→ **What is being asked**
Determine how many lines in the records hold "first", and give that number with nothing added.

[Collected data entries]

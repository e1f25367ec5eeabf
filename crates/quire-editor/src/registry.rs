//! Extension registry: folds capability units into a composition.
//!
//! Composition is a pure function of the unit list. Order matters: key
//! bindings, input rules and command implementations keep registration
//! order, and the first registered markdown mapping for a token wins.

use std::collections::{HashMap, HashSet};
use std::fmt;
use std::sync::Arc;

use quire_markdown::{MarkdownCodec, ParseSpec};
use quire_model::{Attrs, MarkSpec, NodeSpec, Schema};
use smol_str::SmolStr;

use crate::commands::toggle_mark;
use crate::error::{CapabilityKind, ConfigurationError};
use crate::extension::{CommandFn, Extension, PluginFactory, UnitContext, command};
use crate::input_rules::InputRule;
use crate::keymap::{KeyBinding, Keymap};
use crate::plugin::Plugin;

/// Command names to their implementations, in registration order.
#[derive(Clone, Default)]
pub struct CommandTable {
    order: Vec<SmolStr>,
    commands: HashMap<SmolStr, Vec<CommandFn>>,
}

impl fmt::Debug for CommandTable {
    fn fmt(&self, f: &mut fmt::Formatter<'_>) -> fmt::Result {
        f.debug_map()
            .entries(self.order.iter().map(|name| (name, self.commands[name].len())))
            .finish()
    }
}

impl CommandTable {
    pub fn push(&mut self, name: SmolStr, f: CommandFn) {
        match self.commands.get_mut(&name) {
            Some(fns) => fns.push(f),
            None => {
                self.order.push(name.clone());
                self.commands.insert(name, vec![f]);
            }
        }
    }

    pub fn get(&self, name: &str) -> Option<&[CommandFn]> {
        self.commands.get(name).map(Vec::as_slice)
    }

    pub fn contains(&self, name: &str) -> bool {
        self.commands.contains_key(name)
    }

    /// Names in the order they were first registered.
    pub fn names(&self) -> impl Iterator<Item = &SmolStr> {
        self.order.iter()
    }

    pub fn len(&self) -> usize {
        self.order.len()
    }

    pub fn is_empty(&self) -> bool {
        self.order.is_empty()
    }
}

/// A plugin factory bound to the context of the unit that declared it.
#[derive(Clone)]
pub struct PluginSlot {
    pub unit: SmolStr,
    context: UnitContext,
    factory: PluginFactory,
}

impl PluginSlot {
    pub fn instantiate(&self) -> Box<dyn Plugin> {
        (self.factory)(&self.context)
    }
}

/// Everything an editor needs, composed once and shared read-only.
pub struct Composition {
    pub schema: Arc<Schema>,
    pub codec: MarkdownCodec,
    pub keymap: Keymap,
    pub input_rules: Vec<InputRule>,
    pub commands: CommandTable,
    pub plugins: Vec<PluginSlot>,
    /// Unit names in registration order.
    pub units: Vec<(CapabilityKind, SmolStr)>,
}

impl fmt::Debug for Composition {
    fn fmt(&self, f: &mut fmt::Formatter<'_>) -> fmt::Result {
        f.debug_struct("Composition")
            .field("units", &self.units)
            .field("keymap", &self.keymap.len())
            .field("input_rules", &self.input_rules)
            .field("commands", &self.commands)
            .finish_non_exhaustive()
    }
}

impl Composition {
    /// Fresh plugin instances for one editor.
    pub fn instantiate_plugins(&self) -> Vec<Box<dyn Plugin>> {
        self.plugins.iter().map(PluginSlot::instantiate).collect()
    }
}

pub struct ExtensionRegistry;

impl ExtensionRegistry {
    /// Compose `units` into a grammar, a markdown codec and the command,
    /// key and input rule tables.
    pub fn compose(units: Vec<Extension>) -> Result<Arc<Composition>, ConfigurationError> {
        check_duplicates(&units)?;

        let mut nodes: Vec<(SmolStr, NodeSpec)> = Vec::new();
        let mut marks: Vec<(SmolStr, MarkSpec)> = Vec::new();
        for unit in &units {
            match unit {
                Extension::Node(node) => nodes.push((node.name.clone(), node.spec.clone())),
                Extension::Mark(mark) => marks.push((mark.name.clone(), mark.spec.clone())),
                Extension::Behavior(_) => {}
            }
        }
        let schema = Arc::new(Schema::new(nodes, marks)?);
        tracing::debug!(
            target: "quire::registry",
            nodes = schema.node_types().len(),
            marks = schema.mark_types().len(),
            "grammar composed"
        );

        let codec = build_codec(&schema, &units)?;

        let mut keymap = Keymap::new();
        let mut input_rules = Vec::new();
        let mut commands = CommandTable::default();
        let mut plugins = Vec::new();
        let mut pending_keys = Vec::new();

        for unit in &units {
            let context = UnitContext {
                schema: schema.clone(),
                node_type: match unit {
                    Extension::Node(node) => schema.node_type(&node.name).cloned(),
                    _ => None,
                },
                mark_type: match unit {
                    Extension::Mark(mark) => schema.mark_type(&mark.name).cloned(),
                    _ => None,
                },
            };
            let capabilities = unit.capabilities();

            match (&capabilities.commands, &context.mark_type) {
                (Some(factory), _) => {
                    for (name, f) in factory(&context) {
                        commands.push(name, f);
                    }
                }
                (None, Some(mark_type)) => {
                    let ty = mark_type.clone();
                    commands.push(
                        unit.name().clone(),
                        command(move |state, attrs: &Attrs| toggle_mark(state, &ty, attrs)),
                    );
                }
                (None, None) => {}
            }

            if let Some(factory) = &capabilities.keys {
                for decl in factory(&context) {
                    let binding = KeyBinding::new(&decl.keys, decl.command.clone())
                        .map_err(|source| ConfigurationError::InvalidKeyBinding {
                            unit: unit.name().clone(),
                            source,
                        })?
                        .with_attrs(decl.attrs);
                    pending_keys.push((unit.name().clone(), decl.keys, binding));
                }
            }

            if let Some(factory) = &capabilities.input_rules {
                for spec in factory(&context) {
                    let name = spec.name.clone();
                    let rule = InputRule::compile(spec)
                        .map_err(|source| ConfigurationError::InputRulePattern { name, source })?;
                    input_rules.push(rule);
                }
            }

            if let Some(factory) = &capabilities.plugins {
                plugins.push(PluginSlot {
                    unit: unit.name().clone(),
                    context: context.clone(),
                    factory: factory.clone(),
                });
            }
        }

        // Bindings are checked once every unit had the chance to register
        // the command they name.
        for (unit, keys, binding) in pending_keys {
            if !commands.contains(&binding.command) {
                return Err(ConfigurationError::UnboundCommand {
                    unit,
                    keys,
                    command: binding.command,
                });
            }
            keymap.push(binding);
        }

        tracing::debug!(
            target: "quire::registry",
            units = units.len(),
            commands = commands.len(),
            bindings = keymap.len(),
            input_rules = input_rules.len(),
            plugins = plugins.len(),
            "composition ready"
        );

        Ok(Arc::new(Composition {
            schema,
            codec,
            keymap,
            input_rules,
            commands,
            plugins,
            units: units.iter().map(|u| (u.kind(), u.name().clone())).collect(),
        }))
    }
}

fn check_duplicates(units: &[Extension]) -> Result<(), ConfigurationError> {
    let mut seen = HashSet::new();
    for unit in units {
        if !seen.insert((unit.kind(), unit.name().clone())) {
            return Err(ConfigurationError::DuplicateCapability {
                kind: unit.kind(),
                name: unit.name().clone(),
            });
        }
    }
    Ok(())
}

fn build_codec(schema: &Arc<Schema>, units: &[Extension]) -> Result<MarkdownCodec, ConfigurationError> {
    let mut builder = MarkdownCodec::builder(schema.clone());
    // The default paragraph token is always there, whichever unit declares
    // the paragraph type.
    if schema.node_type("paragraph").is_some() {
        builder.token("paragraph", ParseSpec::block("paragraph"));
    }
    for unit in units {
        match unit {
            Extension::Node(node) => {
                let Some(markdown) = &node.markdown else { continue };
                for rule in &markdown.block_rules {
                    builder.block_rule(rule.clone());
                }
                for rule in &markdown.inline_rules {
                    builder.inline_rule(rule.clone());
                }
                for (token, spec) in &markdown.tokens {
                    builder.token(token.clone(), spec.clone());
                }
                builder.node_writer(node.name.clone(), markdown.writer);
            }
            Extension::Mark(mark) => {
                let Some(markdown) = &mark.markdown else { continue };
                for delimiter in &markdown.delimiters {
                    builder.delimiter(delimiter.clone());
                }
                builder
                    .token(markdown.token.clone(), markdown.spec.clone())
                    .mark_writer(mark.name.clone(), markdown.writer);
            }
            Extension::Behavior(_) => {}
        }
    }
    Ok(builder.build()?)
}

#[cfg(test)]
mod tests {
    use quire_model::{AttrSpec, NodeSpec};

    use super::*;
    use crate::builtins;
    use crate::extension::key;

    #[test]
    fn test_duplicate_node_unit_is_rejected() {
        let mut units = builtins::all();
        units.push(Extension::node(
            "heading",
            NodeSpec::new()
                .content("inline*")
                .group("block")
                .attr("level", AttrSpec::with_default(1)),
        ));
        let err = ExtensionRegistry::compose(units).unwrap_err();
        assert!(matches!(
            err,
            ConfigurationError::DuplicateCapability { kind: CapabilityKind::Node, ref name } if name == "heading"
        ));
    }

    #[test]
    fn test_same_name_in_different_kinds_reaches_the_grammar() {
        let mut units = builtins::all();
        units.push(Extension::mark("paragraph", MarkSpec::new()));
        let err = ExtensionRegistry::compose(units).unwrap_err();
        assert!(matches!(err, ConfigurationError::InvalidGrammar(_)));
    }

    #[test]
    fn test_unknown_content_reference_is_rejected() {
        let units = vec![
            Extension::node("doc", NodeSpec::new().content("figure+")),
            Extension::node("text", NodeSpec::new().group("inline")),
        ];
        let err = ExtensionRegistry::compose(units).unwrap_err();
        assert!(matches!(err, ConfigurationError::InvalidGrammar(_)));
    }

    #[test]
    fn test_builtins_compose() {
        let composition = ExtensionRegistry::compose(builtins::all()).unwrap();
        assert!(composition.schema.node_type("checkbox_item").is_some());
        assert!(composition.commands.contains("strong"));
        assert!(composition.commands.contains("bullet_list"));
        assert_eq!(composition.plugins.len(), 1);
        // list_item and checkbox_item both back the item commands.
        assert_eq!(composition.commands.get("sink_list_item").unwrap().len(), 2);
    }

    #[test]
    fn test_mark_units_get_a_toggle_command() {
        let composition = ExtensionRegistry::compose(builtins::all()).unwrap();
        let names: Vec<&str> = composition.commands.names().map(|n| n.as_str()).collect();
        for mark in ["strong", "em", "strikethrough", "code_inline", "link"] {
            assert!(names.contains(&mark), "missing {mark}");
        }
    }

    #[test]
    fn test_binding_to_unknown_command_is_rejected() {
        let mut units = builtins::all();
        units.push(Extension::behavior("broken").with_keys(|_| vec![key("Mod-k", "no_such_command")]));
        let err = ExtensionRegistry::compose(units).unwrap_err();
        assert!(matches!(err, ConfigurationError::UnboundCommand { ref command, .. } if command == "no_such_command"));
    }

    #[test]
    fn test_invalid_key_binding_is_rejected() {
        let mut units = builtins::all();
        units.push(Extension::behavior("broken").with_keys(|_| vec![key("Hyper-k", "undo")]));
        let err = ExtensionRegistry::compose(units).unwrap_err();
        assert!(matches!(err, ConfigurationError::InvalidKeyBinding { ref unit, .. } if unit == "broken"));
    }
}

→ **The completed task**
2